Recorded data
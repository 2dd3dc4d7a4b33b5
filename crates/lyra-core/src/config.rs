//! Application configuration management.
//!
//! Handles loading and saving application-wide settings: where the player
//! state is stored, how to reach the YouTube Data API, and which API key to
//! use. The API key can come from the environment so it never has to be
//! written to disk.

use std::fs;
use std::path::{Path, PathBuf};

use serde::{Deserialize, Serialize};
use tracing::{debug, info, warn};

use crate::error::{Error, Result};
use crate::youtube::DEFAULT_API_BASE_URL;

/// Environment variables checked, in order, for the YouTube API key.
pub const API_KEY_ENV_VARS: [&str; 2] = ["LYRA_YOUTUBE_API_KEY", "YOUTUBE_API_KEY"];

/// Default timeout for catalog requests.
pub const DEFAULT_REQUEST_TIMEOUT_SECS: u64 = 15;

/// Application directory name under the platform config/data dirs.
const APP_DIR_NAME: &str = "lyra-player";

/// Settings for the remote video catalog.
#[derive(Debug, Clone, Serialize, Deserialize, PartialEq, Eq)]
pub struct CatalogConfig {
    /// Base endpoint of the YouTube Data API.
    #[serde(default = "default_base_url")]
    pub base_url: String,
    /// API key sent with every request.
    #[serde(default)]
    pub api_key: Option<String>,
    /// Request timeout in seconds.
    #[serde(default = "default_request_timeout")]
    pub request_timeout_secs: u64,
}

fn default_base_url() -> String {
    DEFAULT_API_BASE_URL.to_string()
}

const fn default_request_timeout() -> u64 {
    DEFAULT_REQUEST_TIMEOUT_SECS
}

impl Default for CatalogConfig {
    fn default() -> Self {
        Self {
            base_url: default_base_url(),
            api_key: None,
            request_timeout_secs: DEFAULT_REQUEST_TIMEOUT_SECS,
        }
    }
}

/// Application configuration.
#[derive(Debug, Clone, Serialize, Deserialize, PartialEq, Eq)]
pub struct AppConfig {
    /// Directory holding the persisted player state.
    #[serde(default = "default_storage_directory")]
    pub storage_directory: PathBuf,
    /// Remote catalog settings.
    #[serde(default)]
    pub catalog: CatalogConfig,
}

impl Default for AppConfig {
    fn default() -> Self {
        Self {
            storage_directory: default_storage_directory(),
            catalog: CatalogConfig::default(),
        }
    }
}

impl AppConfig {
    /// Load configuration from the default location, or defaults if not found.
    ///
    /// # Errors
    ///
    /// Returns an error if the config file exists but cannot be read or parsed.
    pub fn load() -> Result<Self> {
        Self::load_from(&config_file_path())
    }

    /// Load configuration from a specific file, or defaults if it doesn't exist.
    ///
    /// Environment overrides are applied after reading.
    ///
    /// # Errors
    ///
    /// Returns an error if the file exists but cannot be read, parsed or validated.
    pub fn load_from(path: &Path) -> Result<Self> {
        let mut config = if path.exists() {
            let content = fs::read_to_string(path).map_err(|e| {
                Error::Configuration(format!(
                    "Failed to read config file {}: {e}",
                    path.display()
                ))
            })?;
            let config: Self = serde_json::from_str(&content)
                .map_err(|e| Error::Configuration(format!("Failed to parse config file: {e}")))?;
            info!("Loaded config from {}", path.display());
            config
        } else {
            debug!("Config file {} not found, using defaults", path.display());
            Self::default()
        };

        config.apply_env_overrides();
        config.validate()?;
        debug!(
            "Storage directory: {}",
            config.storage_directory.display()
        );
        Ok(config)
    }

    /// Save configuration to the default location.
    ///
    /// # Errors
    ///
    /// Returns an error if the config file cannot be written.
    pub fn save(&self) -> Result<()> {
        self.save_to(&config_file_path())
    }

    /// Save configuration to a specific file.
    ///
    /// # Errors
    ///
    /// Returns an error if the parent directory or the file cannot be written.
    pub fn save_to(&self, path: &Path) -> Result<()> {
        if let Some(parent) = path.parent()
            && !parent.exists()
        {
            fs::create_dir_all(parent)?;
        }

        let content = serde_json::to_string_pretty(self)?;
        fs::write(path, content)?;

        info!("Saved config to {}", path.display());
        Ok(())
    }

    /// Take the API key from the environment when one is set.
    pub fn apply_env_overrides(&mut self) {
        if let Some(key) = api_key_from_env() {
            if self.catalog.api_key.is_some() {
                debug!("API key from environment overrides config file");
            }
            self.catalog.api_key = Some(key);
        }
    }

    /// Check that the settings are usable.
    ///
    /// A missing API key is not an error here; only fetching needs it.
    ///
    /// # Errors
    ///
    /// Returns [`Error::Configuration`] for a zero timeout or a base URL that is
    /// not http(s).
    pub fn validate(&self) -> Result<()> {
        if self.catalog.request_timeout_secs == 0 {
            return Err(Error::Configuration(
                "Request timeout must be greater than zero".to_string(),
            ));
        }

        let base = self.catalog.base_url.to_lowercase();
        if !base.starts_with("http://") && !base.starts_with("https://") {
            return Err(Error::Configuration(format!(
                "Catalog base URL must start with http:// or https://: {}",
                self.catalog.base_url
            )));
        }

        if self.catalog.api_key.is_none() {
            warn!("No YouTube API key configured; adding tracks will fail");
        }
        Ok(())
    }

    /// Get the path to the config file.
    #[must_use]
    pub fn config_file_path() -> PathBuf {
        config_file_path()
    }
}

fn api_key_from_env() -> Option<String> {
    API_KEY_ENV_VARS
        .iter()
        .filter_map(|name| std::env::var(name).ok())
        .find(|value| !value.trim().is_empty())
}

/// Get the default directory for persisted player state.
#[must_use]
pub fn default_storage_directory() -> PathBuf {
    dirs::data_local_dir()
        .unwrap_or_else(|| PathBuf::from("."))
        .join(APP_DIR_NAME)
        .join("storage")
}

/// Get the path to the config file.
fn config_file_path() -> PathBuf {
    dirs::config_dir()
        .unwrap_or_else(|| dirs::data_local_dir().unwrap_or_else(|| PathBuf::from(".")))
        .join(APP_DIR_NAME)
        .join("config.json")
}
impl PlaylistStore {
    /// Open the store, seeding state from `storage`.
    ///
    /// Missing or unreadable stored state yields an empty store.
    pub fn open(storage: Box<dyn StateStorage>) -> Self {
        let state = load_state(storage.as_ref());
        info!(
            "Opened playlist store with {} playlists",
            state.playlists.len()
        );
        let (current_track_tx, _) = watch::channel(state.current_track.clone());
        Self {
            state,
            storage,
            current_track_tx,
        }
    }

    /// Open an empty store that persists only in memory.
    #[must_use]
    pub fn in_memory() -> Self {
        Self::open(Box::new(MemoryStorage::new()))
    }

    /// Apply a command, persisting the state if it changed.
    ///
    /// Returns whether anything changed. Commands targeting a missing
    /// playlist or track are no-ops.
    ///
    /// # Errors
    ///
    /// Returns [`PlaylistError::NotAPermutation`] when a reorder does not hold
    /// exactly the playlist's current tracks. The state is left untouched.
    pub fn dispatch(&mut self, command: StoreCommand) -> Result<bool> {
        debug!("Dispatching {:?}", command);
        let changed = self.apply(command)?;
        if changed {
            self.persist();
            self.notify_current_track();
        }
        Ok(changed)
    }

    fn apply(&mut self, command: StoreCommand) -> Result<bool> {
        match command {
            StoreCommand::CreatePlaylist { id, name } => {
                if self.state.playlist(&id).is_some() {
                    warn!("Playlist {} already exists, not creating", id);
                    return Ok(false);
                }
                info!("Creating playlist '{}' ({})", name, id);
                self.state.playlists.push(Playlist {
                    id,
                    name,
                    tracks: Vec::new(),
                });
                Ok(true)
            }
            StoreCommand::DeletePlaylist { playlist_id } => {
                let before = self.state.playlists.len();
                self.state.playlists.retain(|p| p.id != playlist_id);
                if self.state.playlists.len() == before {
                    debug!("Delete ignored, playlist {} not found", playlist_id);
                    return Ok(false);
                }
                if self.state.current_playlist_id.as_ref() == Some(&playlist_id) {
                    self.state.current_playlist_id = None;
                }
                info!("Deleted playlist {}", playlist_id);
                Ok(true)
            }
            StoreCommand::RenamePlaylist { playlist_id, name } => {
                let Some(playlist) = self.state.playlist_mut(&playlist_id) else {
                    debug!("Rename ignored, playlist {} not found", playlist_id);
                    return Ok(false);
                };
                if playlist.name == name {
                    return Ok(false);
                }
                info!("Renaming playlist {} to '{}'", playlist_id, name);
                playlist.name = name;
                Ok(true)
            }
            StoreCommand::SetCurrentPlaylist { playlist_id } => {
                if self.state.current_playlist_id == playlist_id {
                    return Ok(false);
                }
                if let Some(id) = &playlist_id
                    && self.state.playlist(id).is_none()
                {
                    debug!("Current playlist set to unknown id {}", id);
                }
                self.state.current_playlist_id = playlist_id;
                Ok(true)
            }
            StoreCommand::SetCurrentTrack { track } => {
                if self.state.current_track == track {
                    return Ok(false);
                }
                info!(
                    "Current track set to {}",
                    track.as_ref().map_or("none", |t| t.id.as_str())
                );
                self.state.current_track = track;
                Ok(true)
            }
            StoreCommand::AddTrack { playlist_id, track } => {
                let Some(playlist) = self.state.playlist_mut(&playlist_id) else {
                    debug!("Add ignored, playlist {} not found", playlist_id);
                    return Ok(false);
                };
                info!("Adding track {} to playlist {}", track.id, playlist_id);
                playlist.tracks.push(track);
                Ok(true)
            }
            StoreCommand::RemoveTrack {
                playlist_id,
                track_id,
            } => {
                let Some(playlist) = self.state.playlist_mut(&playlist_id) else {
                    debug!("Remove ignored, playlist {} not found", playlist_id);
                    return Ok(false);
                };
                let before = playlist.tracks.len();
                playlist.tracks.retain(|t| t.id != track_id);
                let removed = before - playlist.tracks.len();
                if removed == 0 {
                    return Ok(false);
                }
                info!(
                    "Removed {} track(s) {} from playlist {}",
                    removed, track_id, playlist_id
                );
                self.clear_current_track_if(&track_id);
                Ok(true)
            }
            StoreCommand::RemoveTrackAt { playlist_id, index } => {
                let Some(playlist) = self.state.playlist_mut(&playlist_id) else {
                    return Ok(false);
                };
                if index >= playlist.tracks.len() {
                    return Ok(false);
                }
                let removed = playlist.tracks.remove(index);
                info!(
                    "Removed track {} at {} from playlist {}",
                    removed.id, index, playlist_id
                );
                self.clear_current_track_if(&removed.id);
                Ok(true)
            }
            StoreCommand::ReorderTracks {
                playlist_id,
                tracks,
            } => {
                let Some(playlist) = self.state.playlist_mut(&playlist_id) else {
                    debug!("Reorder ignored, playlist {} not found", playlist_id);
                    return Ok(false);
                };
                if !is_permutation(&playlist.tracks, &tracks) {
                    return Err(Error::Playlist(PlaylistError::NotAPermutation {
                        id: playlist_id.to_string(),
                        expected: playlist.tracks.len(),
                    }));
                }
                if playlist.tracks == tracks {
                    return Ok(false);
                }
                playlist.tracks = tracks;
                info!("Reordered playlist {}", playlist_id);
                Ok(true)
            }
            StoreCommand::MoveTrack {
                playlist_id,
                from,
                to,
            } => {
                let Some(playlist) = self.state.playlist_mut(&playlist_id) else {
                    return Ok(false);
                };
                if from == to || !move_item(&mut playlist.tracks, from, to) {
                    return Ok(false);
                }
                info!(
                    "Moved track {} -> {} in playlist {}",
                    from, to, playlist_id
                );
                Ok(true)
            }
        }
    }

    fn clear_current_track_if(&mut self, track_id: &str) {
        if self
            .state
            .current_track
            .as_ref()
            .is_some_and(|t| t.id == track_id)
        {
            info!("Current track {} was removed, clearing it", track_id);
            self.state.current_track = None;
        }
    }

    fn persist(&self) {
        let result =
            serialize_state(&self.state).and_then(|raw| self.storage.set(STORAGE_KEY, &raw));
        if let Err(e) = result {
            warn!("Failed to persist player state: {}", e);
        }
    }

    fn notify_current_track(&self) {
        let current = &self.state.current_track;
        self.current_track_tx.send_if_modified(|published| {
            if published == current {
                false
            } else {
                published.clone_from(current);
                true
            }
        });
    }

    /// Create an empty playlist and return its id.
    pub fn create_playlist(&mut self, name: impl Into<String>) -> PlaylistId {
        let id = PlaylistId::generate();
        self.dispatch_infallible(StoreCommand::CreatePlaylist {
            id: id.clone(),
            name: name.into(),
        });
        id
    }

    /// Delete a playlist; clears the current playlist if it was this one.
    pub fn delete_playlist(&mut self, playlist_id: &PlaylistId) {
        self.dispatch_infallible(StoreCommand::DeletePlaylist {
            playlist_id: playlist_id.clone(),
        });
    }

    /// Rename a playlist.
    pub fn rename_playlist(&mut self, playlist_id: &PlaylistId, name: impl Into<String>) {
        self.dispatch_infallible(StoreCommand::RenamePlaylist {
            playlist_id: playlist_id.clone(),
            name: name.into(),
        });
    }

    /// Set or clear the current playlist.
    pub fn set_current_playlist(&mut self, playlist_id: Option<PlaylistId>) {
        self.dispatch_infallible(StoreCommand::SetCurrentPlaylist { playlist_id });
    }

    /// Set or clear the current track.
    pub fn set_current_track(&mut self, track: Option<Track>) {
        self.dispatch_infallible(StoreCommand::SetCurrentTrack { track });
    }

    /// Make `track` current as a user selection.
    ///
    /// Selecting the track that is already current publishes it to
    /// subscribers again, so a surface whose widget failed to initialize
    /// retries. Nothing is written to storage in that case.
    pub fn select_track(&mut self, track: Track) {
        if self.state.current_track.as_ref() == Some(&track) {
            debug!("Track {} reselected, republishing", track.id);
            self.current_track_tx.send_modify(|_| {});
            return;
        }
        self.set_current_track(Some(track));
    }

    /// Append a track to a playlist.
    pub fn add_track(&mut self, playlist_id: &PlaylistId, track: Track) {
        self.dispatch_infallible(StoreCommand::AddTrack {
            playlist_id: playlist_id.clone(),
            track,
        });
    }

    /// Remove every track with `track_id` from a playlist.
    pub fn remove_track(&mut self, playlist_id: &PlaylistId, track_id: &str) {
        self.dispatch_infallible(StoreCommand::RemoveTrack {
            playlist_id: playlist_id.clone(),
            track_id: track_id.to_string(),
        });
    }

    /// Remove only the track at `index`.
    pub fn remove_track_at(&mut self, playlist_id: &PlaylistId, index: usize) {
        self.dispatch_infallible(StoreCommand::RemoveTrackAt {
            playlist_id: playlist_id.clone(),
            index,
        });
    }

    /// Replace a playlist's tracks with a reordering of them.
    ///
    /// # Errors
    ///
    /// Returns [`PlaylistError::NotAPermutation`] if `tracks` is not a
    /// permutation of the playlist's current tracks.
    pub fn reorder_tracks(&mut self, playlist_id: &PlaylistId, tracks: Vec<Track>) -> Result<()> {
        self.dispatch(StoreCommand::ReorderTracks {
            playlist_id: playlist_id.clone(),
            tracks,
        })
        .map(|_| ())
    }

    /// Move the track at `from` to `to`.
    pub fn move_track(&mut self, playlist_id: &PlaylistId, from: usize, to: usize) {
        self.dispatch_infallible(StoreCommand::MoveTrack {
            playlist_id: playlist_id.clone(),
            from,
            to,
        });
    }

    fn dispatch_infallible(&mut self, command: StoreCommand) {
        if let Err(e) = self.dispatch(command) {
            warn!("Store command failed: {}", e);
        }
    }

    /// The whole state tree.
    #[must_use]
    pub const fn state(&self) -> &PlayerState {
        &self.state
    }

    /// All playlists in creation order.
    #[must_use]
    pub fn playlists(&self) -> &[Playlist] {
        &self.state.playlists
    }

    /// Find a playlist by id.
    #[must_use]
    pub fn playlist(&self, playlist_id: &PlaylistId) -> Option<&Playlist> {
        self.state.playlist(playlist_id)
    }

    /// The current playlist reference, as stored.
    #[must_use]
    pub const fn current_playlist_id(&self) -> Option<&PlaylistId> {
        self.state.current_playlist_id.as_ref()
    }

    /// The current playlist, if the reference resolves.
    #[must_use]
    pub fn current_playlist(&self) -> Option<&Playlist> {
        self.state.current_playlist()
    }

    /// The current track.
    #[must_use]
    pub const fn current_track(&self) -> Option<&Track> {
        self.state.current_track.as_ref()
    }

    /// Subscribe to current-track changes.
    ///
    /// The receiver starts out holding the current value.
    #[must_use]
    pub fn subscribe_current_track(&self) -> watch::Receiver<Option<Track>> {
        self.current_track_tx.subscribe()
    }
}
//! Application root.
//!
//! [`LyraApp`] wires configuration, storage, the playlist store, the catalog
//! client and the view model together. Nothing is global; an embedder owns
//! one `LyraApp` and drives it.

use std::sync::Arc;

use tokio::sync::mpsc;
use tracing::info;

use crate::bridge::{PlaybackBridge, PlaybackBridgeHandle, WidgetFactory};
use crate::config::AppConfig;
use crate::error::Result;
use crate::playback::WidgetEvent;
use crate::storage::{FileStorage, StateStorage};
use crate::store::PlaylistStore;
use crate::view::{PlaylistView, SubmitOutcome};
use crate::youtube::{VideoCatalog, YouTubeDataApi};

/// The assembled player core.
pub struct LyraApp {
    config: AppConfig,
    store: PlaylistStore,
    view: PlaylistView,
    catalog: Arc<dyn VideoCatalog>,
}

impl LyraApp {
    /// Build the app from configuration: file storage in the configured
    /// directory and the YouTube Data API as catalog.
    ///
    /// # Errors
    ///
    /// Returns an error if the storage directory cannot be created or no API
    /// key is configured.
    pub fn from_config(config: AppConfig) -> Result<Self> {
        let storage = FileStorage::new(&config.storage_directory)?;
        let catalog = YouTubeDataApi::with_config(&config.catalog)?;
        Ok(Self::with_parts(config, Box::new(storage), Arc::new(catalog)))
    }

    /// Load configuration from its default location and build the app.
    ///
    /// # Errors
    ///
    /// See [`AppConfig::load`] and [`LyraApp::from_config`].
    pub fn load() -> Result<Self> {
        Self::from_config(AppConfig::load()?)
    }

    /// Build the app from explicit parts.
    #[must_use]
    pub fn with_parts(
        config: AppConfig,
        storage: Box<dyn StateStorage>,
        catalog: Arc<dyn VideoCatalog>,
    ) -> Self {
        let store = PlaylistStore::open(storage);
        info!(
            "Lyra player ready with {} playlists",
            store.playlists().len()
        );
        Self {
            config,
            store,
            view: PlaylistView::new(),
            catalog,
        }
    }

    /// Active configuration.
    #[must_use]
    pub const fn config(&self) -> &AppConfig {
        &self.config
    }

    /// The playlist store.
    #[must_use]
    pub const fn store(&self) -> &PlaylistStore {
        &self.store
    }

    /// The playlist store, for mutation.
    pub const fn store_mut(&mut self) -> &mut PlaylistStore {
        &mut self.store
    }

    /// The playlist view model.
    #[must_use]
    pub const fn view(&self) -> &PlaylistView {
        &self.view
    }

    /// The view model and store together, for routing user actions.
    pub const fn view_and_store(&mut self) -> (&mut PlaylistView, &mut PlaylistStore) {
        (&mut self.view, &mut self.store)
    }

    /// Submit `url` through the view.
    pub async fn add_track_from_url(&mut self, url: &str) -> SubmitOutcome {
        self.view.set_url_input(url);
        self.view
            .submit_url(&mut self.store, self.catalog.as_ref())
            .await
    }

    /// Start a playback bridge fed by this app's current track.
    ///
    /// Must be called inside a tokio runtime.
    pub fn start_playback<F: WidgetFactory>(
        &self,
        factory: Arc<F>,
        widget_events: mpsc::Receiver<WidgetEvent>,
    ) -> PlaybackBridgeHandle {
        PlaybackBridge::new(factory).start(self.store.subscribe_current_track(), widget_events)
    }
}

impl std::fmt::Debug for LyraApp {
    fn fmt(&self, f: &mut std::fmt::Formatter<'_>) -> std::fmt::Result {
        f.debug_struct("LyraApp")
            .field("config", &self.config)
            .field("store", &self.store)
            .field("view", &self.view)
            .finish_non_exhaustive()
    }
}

...

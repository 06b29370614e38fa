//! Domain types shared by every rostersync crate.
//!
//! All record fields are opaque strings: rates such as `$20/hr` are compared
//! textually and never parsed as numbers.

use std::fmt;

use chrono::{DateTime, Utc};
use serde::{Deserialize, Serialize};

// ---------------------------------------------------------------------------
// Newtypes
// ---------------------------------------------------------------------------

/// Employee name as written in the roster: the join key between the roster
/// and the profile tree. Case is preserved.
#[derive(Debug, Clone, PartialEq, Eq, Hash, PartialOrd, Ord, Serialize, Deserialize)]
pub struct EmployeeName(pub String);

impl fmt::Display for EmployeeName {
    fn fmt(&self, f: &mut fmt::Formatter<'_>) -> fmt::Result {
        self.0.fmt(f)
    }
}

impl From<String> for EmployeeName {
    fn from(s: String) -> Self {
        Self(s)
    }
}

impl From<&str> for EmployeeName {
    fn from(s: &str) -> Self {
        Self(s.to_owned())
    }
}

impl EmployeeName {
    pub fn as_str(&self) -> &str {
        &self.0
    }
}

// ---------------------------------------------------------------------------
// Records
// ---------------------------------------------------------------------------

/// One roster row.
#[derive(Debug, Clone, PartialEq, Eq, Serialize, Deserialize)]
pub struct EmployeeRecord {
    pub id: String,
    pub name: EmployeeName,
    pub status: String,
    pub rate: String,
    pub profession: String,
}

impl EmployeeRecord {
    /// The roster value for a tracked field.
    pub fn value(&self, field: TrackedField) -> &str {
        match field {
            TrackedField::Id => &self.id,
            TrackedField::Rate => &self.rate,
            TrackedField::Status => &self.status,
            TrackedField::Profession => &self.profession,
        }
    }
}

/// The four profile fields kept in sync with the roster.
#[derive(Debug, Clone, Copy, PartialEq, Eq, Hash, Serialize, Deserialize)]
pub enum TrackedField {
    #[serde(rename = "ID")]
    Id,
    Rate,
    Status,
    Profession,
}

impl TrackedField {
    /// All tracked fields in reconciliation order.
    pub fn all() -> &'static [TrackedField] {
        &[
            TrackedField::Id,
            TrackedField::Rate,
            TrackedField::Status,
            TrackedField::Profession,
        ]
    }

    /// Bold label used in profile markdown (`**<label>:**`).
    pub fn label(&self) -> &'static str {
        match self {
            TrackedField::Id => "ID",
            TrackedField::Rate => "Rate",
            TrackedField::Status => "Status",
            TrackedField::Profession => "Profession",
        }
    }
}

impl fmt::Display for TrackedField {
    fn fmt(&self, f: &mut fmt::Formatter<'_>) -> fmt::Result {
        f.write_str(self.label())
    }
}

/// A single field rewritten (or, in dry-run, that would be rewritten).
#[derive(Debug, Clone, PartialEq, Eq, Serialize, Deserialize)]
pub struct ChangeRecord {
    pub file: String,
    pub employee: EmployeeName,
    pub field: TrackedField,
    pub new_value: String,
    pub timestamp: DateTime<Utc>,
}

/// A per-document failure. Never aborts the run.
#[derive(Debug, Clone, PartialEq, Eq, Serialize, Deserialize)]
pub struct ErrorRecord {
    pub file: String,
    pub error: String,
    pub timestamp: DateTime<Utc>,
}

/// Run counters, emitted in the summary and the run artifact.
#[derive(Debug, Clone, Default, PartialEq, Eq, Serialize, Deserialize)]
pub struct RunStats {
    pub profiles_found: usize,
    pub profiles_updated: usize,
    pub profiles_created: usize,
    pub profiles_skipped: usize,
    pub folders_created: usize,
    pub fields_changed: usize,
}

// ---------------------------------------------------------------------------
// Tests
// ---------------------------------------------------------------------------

Problem to work on – Search the data above for the word "holding". Copy each line it is in.

Task solution –
    /// Directory holding the persisted player state.
    /// The receiver starts out holding the current value.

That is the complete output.